Nasional

Debat Cawapres soal APBN-APBD, Pakar Soroti Penyerapan Anggaran Cenderung Membengkak di Akhir Tahun

Jum, 22 Desember 2023 | 08:00 WIB

Debat Cawapres soal APBN-APBD, Pakar Soroti Penyerapan Anggaran Cenderung Membengkak di Akhir Tahun

Ilustrasi APBN dan APBD. (Foto: Freepik)

Jakarta, NU Online

Debat calon wakil presiden (cawapres) akan berlangsung pada Jumat (22/12/2023) malam ini. Salah satu topik yang akan dibahas adalah soal penyerapan Anggaran Pendapatan dan Belanja Negara (APBN) serta Anggaran Pendapatan dan Belanja Daerah (APBD). 


Pakar Ekonomi dari Universitas Indonesia (UI) Teguh Darnanto menilai, pemerintah seharusnya melakukan optimalisasi anggaran sehingga tidak ada kesan menghambur-hamburkan, terutama apabila telah memasuki akhir tahun. 


Teguh juga menyoroti soal penyerapan anggaran yang cenderung minim di awal tahun dan membengkak di akhir tahun. Kendala ini diakuinya sebagai sebuah siklus alamiah, terutama terkait dengan berbagai pembayaran yang harus diproses. Namun, memaksa penyerapan anggaran di akhir tahun tidaklah efektif.


"Kalau saya berpikir lebih baik ini diatur pengeluarannya, diatur dari awal tahun. Semuanya itu kalau dalam bahasa jawanya itu mendhol atau besar di belakang artinya engga smooth," ujarnya, kepada NU Online, Kamis (21/12/2023) sore.


"APBD dan APBN fungsinya itu mendorong perekonomian untuk mempercepat pembangunan, namun selama ini penyerapan anggaran itu masih menjadi masalah, masalah dalam arti memang hanya siklus ya," lanjutnya.


Menghadapi permasalahan ini, Teguh mengusulkan agar perlunya dirancang perencanaan besar APBN dan APBD di awal tahun.
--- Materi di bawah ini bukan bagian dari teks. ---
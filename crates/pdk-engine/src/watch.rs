//! The watch loop.
//!
//! A filesystem watcher over the pipeline definition and the repository
//! tree feeds a debounced trigger: a burst of events collapses into one
//! run once the quiet window elapses. Exactly one run executes at a
//! time; events arriving mid-run queue up for at most one follow-up run.
//! A run failure never stops the watch; cancellation drains gracefully
//! and reports a summary.

use notify::{RecommendedWatcher, RecursiveMode, Watcher};
use std::path::{Path, PathBuf};
use std::time::{Duration, Instant};
use tokio::sync::mpsc;
use tracing::{debug, warn};

use pdk_core::cancel::CancelToken;
use pdk_core::error::{Error, Result};

/// Directories never worth re-running for.
const EXCLUDED_DIRS: &[&str] = &[".git", "node_modules", ".pdk", ".pdk-tmp", "target"];

/// Extensions of build outputs and other binaries.
const EXCLUDED_EXTENSIONS: &[&str] = &[
    "exe", "dll", "so", "dylib", "o", "a", "bin", "pdb", "class", "pyc", "log",
];

pub const DEFAULT_DEBOUNCE: Duration = Duration::from_millis(500);

#[derive(Debug, Clone)]
pub struct WatchOptions {
    /// Watched roots: the pipeline file plus the repository tree.
    pub roots: Vec<PathBuf>,
    pub debounce: Duration,
    /// User-configured exclude fragments, matched against path components.
    pub extra_excludes: Vec<String>,
}

impl WatchOptions {
    pub fn new(roots: Vec<PathBuf>) -> Self {
        Self {
            roots,
            debounce: DEFAULT_DEBOUNCE,
            extra_excludes: Vec::new(),
        }
    }
}

/// End-of-watch accounting, printed on Ctrl-C.
#[derive(Debug, Clone, Default, PartialEq, Eq)]
pub struct WatchSummary {
    pub runs: usize,
    pub successes: usize,
    pub failures: usize,
    pub wall_time: Duration,
}

/// Should a change to this path trigger a run?
pub fn is_relevant(path: &Path, extra_excludes: &[String]) -> bool {
    for component in path.components() {
        let name = component.as_os_str().to_string_lossy();
        if EXCLUDED_DIRS.contains(&name.as_ref()) {
            return false;
        }
        if extra_excludes.iter().any(|x| name.as_ref() == x.as_str()) {
            return false;
        }
    }
    if let Some(ext) = path.extension().and_then(|e| e.to_str()) {
        if EXCLUDED_EXTENSIONS.contains(&ext.to_ascii_lowercase().as_str()) {
            return false;
        }
    }
    true
}

/// Run `execute` once per debounced batch of file changes until the
/// cancel token fires. `execute` receives the batched paths and returns
/// whether the run succeeded.
pub async fn watch_loop<F, Fut>(
    options: WatchOptions,
    cancel: CancelToken,
    mut execute: F,
) -> Result<WatchSummary>
where
    F: FnMut(Vec<PathBuf>) -> Fut,
    Fut: std::future::Future<Output = bool>,
{
    let started = Instant::now();
    let (tx, mut rx) = mpsc::channel::<Vec<PathBuf>>(256);

    let mut watcher = create_watcher(tx)?;
    for root in &options.roots {
        let mode = if root.is_dir() {
            RecursiveMode::Recursive
        } else {
            RecursiveMode::NonRecursive
        };
        if let Err(e) = watcher.watch(root, mode) {
            // Transient errors (permission, missing path) are logged and
            // the remaining roots still watch.
            warn!(root = %root.display(), error = %e, "watch failed for root");
        }
    }

    let mut summary = WatchSummary::default();
    let mut batch: Vec<PathBuf> = Vec::new();
    let mut quiet_since: Option<Instant> = None;

    loop {
        let deadline = quiet_since.map(|t| t + options.debounce);
        tokio::select! {
            changed = rx.recv() => {
                let Some(paths) = changed else { break };
                let relevant: Vec<PathBuf> = paths
                    .into_iter()
                    .filter(|p| is_relevant(p, &options.extra_excludes))
                    .collect();
                if !relevant.is_empty() {
                    debug!(count = relevant.len(), "file events");
                    batch.extend(relevant);
                    quiet_since = Some(Instant::now());
                }
            }
            _ = sleep_until(deadline), if deadline.is_some() => {
                let paths = std::mem::take(&mut batch);
                quiet_since = None;
                if paths.is_empty() {
                    continue;
                }
                summary.runs += 1;
                if execute(dedup(paths)).await {
                    summary.successes += 1;
                } else {
                    summary.failures += 1;
                }
                // Events that arrived during the run are already queued
                // in the channel; the next loop turn picks them up and
                // schedules the single pending follow-up.
            }
            _ = cancel.cancelled() => {
                debug!("watch cancelled, draining");
                break;
            }
        }
    }

    summary.wall_time = started.elapsed();
    Ok(summary)
}

async fn sleep_until(deadline: Option<Instant>) {
    match deadline {
        Some(deadline) => {
            let now = Instant::now();
            if deadline > now {
                tokio::time::sleep(deadline - now).await;
            }
        }
        None => futures::future::pending().await,
    }
}

fn create_watcher(tx: mpsc::Sender<Vec<PathBuf>>) -> Result<RecommendedWatcher> {
    notify::recommended_watcher(move |result: std::result::Result<notify::Event, notify::Error>| {
        match result {
            Ok(event) => {
                use notify::EventKind;
                if matches!(
                    event.kind,
                    EventKind::Create(_) | EventKind::Modify(_) | EventKind::Remove(_)
                ) && !event.paths.is_empty()
                {
                    let _ = tx.blocking_send(event.paths);
                }
            }
            Err(e) => {
                // Filesystem errors are logged and retried on the next event.
                warn!(error = %e, "watch event error");
            }
        }
    })
    .map_err(|e| Error::Internal(format!("file watcher init failed: {e}")))
}

fn dedup(paths: Vec<PathBuf>) -> Vec<PathBuf> {
    let mut seen = std::collections::HashSet::new();
    paths.into_iter().filter(|p| seen.insert(p.clone())).collect()
}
Pendekatan ini diharapkan dapat menciptakan distribusi yang lebih merata dalam penyerapan anggaran setiap bulannya.


"Penting untuk memiliki grand design APBN (dan APBD) yang mencakup penyerapan anggaran yang merata di setiap bulan. Ini akan memastikan dana terserap dan teranggarkan secara optimal, tanpa terburu-buru di akhir tahun," katanya.
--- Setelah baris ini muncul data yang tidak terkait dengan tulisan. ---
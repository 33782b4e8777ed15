//! Step filtering.
//!
//! A filter is composed from include/skip expressions over step names
//! (fuzzy, case-insensitive), 1-based indices (`2,4` or `2-5`), a
//! name range (`Build-Test`), and job names. Skip always beats include;
//! when no include expression is present every non-skipped step runs.

use pdk_core::pipeline::{Job, Pipeline, Step, StepKind};

use pdk_core::error::{Error, Result};

/// Default maximum Levenshtein distance for fuzzy name matches.
pub const DEFAULT_FUZZY_DISTANCE: usize = 2;

/// Per-step decision with a human-readable reason.
#[derive(Debug, Clone, PartialEq, Eq)]
pub enum Verdict {
    Included,
    FilteredOut(String),
    /// Filtered out, but an included step depends on it (an artifact
    /// download whose upload would be dropped).
    DependencyDropped(String),
}

impl Verdict {
    pub fn is_included(&self) -> bool {
        matches!(self, Verdict::Included)
    }
}

#[derive(Debug, Clone, Default)]
pub struct StepFilter {
    include_names: Vec<String>,
    include_indices: Vec<usize>,
    include_name_range: Option<(String, String)>,
    skip_names: Vec<String>,
    skip_indices: Vec<usize>,
    include_jobs: Vec<String>,
    /// When set, steps that an included step depends on are executed
    /// even if an expression filtered them out.
    pub include_dependencies: bool,
    fuzzy_distance: usize,
}

impl StepFilter {
    pub fn new() -> Self {
        Self {
            fuzzy_distance: DEFAULT_FUZZY_DISTANCE,
            ..Self::default()
        }
    }

    pub fn include_name(mut self, name: impl Into<String>) -> Self {
        self.include_names.push(name.into());
        self
    }

    /// `2,4` or `2-5` (1-based, inclusive).
    pub fn include_index_spec(mut self, spec: &str) -> Result<Self> {
        self.include_indices.extend(parse_index_spec(spec)?);
        Ok(self)
    }

    /// `Build-Test`: from the step matching `Build` through the step
    /// matching `Test`, inclusive.
    pub fn include_name_range(mut self, spec: &str) -> Result<Self> {
        let (from, to) = spec.split_once('-').ok_or_else(|| {
            Error::InvalidInput(format!("step range '{spec}' must look like From-To"))
        })?;
        self.include_name_range = Some((from.trim().to_string(), to.trim().to_string()));
        Ok(self)
    }

    pub fn skip_name(mut self, name: impl Into<String>) -> Self {
        self.skip_names.push(name.into());
        self
    }

    pub fn skip_index_spec(mut self, spec: &str) -> Result<Self> {
        self.skip_indices.extend(parse_index_spec(spec)?);
        Ok(self)
    }

    pub fn include_job(mut self, name: impl Into<String>) -> Self {
        self.include_jobs.push(name.into());
        self
    }

    pub fn with_fuzzy_distance(mut self, distance: usize) -> Self {
        self.fuzzy_distance = distance;
        self
    }

    pub fn with_include_dependencies(mut self, on: bool) -> Self {
        self.include_dependencies = on;
        self
    }

    pub fn is_empty(&self) -> bool {
        self.include_names.is_empty()
            && self.include_indices.is_empty()
            && self.include_name_range.is_none()
            && self.skip_names.is_empty()
            && self.skip_indices.is_empty()
            && self.include_jobs.is_empty()
    }

    fn has_includes(&self) -> bool {
        !self.include_names.is_empty()
            || !self.include_indices.is_empty()
            || self.include_name_range.is_some()
    }

    fn name_matches(&self, query: &str, name: &str) -> bool {
        let query = query.to_lowercase();
        let name = name.to_lowercase();
        if name.contains(&query) {
            return true;
        }
        strsim::levenshtein(&query, &name) <= self.fuzzy_distance
    }

    fn job_selected(&self, job: &Job) -> bool {
        self.include_jobs.is_empty()
            || self
                .include_jobs
                .iter()
                .any(|q| self.name_matches(q, &job.id) || self.name_matches(q, job.display_name()))
    }

    /// Decide one step. `index` is 0-based position in the job.
    fn decide(&self, job: &Job, index: usize, step: &Step) -> Verdict {
        if !self.job_selected(job) {
            return Verdict::FilteredOut(format!("job '{}' not selected", job.id));
        }

        let position = index + 1; // expressions are 1-based
        let step_name = step.display_name();

        if self.skip_indices.contains(&position) {
            return Verdict::FilteredOut(format!("skipped by index {position}"));
        }
        if let Some(query) = self
            .skip_names
            .iter()
            .find(|q| self.name_matches(q, step_name) || self.name_matches(q, &step.id))
        {
            return Verdict::FilteredOut(format!("skipped by name '{query}'"));
        }

        if !self.has_includes() {
            return Verdict::Included;
        }

        if self.include_indices.contains(&position) {
            return Verdict::Included;
        }
        if self
            .include_names
            .iter()
            .any(|q| self.name_matches(q, step_name) || self.name_matches(q, &step.id))
        {
            return Verdict::Included;
        }
        if let Some((from, to)) = &self.include_name_range {
            if let Some((start, end)) = self.range_bounds(job, from, to) {
                if (start..=end).contains(&index) {
                    return Verdict::Included;
                }
            }
        }

        Verdict::FilteredOut("not matched by any include expression".to_string())
    }

    fn range_bounds(&self, job: &Job, from: &str, to: &str) -> Option<(usize, usize)> {
        let start = job
            .steps
            .iter()
            .position(|s| self.name_matches(from, s.display_name()) || self.name_matches(from, &s.id))?;
        let end = job
            .steps
            .iter()
            .position(|s| self.name_matches(to, s.display_name()) || self.name_matches(to, &s.id))?;
        Some((start.min(end), start.max(end)))
    }

    /// Verdicts for every step of a job, with the dependency pass
    /// applied: an upload that a surviving download needs is either
    /// marked [`Verdict::DependencyDropped`] or re-included when
    /// `include_dependencies` is set.
    pub fn verdicts(&self, job: &Job) -> Vec<Verdict> {
        let mut verdicts: Vec<Verdict> = job
            .steps
            .iter()
            .enumerate()
            .map(|(i, s)| self.decide(job, i, s))
            .collect();

        // Downloads depend on the upload of the same artifact name.
        for (i, step) in job.steps.iter().enumerate() {
            if step.kind != StepKind::DownloadArtifact || !verdicts[i].is_included() {
                continue;
            }
            let Some(wanted) = step.artifact.as_ref().map(|a| a.name.as_str()) else {
                continue;
            };
            for (j, other) in job.steps.iter().enumerate().take(i) {
                let uploads_it = other.kind == StepKind::UploadArtifact
                    && other.artifact.as_ref().is_some_and(|a| a.name == wanted);
                if uploads_it && !verdicts[j].is_included() {
                    verdicts[j] = if self.include_dependencies {
                        Verdict::Included
                    } else {
                        Verdict::DependencyDropped(format!(
                            "artifact '{wanted}' is consumed by included step '{}'",
                            step.display_name()
                        ))
                    };
                }
            }
        }
        verdicts
    }

    /// Per-job, per-step verdicts for the whole pipeline, for preview UIs
    /// and the orchestrator's pre-pass.
    pub fn preview(&self, pipeline: &Pipeline) -> Vec<JobPreview> {
        pipeline
            .jobs
            .iter()
            .map(|job| JobPreview {
                job_id: job.id.clone(),
                steps: job
                    .steps
                    .iter()
                    .zip(self.verdicts(job))
                    .map(|(step, verdict)| StepPreview {
                        step_id: step.id.clone(),
                        step_name: step.display_name().to_string(),
                        verdict,
                    })
                    .collect(),
            })
            .collect()
    }
}

#[derive(Debug, Clone)]
pub struct JobPreview {
    pub job_id: String,
    pub steps: Vec<StepPreview>,
}

#[derive(Debug, Clone)]
pub struct StepPreview {
    pub step_id: String,
    pub step_name: String,
    pub verdict: Verdict,
}

/// Parse `2,4` / `2-5` / `3` into 1-based indices.
pub fn parse_index_spec(spec: &str) -> Result<Vec<usize>> {
    let mut indices = Vec::new();
    for part in spec.split(',') {
        let part = part.trim();
        if part.is_empty() {
            continue;
        }
        if let Some((from, to)) = part.split_once('-') {
            let from: usize = parse_index(from)?;
            let to: usize = parse_index(to)?;
            if from > to {
                return Err(Error::InvalidInput(format!(
                    "index range '{part}' runs backwards"
                )));
            }
            indices.extend(from..=to);
        } else {
            indices.push(parse_index(part)?);
        }
    }
    Ok(indices)
}

fn parse_index(s: &str) -> Result<usize> {
    let n: usize = s
        .trim()
        .parse()
        .map_err(|_| Error::InvalidInput(format!("'{s}' is not a step index")))?;
    if n == 0 {
        return Err(Error::InvalidInput("step indices are 1-based".into()));
    }
    Ok(n)
}

#[cfg(test)]
mod tests {
    use super::*;
    use pdk_core::artifact::{
        ArtifactDefinition, ArtifactOperation, ArtifactOptions,
    };
    use std::collections::BTreeMap;

    fn step(id: &str, name: &str) -> Step {
        Step {
            id: id.into(),
            name: Some(name.into()),
            kind: StepKind::Script,
            script: Some("true".into()),
            shell: None,
            with: BTreeMap::new(),
            env: BTreeMap::new(),
            working_dir: None,
            continue_on_error: None,
            condition: None,
            artifact: None,
        }
    }

    fn job(steps: Vec<Step>) -> Job {
        Job {
            id: "build".into(),
            name: None,
            runs_on: "ubuntu-latest".into(),
            steps,
            env: BTreeMap::new(),
            needs: vec![],
            timeout: None,
            continue_on_error: false,
        }
    }

    fn four_step_job() -> Job {
        job(vec![
            step("s1", "Restore"),
            step("s2", "Build"),
            step("s3", "Test"),
            step("s4", "Publish"),
        ])
    }

    fn included(verdicts: &[Verdict]) -> Vec<bool> {
        verdicts.iter().map(Verdict::is_included).collect()
    }

    #[test]
    fn empty_filter_includes_everything() {
        let verdicts = StepFilter::new().verdicts(&four_step_job());
        assert_eq!(included(&verdicts), vec![true, true, true, true]);
    }

    #[test]
    fn include_by_name_limits_to_matches() {
        let filter = StepFilter::new().include_name("build");
        let verdicts = filter.verdicts(&four_step_job());
        assert_eq!(included(&verdicts), vec![false, true, false, false]);
    }

    #[test]
    fn fuzzy_name_tolerates_typos() {
        let filter = StepFilter::new().include_name("Biuld");
        let verdicts = filter.verdicts(&four_step_job());
        assert!(verdicts[1].is_included(), "Levenshtein 2 should match Build");
    }

    #[test]
    fn include_by_index_and_range() {
        let filter = StepFilter::new().include_index_spec("1,3").unwrap();
        assert_eq!(
            included(&filter.verdicts(&four_step_job())),
            vec![true, false, true, false]
        );

        let filter = StepFilter::new().include_index_spec("2-4").unwrap();
        assert_eq!(
            included(&filter.verdicts(&four_step_job())),
            vec![false, true, true, true]
        );
    }

    #[test]
    fn name_range_is_inclusive() {
        let filter = StepFilter::new().include_name_range("Build-Test").unwrap();
        assert_eq!(
            included(&filter.verdicts(&four_step_job())),
            vec![false, true, true, false]
        );
    }

    #[test]
    fn skip_beats_include() {
        let filter = StepFilter::new()
            .include_index_spec("1-4")
            .unwrap()
            .skip_name("Test");
        let verdicts = filter.verdicts(&four_step_job());
        assert_eq!(included(&verdicts), vec![true, true, false, true]);
        assert!(matches!(verdicts[2], Verdict::FilteredOut(_)));
    }

    #[test]
    fn job_filter_drops_unselected_jobs() {
        let filter = StepFilter::new().include_job("deploy");
        let verdicts = filter.verdicts(&four_step_job());
        assert_eq!(included(&verdicts), vec![false, false, false, false]);
    }

    #[test]
    fn bad_index_specs_are_rejected() {
        assert!(parse_index_spec("0").is_err());
        assert!(parse_index_spec("5-2").is_err());
        assert!(parse_index_spec("x").is_err());
        assert_eq!(parse_index_spec("2,4").unwrap(), vec![2, 4]);
        assert_eq!(parse_index_spec("2-4").unwrap(), vec![2, 3, 4]);
    }

    fn artifact_job() -> Job {
        let definition = |op: ArtifactOperation| ArtifactDefinition {
            name: "dist".into(),
            operation: op,
            include: vec!["bin/**".into()],
            exclude: vec![],
            target_path: None,
            options: ArtifactOptions::default(),
        };
        let mut upload = step("up", "Upload dist");
        upload.kind = StepKind::UploadArtifact;
        upload.artifact = Some(definition(ArtifactOperation::Upload));
        let mut download = step("down", "Download dist");
        download.kind = StepKind::DownloadArtifact;
        download.artifact = Some(definition(ArtifactOperation::Download));
        job(vec![step("s1", "Build"), upload, download])
    }

    #[test]
    fn dropped_dependency_is_flagged() {
        let filter = StepFilter::new().include_name("Download");
        let verdicts = filter.verdicts(&artifact_job());
        assert!(matches!(verdicts[1], Verdict::DependencyDropped(_)));
        assert!(verdicts[2].is_included());
    }

    #[test]
    fn include_dependencies_re_includes_the_upload() {
        let filter = StepFilter::new()
            .include_name("Download")
            .with_include_dependencies(true);
        let verdicts = filter.verdicts(&artifact_job());
        assert!(verdicts[1].is_included());
    }

    #[test]
    fn preview_covers_all_jobs() {
        let pipeline = Pipeline {
            name: "p".into(),
            jobs: vec![four_step_job()],
            env: BTreeMap::new(),
            variables: BTreeMap::new(),
        };
        let preview = StepFilter::new().include_name("Build").preview(&pipeline);
        assert_eq!(preview.len(), 1);
        assert_eq!(preview[0].steps.len(), 4);
        assert!(preview[0].steps[1].verdict.is_included());
    }
}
Dalam perspektif lebih luas, Teguh menyatakan bahwa walaupun fokus anggaran dari tahun 2021 hingga 2022 didorong untuk kebutuhan pemulihan ekonomi, tetapi untuk tahun-tahun mendatang ia menginginkan ada dorongan untuk melakukan transformasi ekonomi menuju keberlanjutan, keadilan, dan ketahanan ekonomi yang lebih baik.


"Pada 2023 dan 2024, kita harus beralih ke arah transformasi ekonomi yang lebih berkelanjutan. Ini melibatkan pergeseran dari sektor pertanian dan pertambangan menuju sektor manufaktur dan industri yang lebih produktif. Transformasi ini diharapkan dapat membangun perekonomian yang lebih tangguh dan berkeadilan," terang ekonom muda itu.


Aturan Rencana APBN 2024 

Dalam Peraturan Presiden (Perpres) Nomor 76 Tahun 2023 tentang Rincian APBN 2024, Presiden Joko Widodo telah menetapkan jumlah proyek yang akan mendapatkan jaminan melalui Anggaran Pendapatan dan Belanja Negara (APBN) tahun anggaran 2024. Meskipun dari segi nilai, kewajiban penjaminan tersebut mengalami peningkatan signifikan, namun jumlah proyek yang mendapatkan jaminan ternyata lebih sedikit dibandingkan dengan ketentuan pada tahun 2023.


Menurut Perpres tersebut, nilai kewajiban penjaminan yang ditetapkan untuk tahun depan mencapai Rp823,98 miliar. Angka ini menunjukkan kenaikan sebesar 149,3 persen dari kewajiban penjaminan yang diatur dalam Perpres 75/2023 tentang Rincian APBN 2023, yang sebelumnya senilai Rp330,51 miliar.


Dari sisi proyek yang mendapatkan jaminan, sejumlah dana penjaminan tersebut dialokasikan untuk infrastruktur melalui proyek kerja sama pemerintah dengan badan usaha. Badan usaha penjaminan infrastruktur memiliki kewajiban penjaminan senilai Rp681,54 miliar, menunjukkan peningkatan yang signifikan dibandingkan dengan tahun 2023 yang hanya sebesar Rp159,82 miliar.


Meskipun nilai kewajiban penjaminan meningkat, penurunan jumlah proyek yang mendapatkan jaminan menarik perhatian. Pada 2024, proyek yang dijamin melalui APBN lebih terfokus, mungkin sebagai bagian dari strategi untuk memprioritaskan proyek-proyek yang dianggap lebih strategis atau memiliki dampak yang lebih besar.


Kenaikan nilai kewajiban penjaminan ini menunjukkan komitmen pemerintah untuk mendukung proyek-proyek infrastruktur yang menjadi pendorong pertumbuhan ekonomi. Meskipun demikian, akan menarik untuk melihat bagaimana kebijakan ini akan berdampak pada pelaksanaan proyek-proyek infrastruktur dan sektor terkait di tahun mendatang.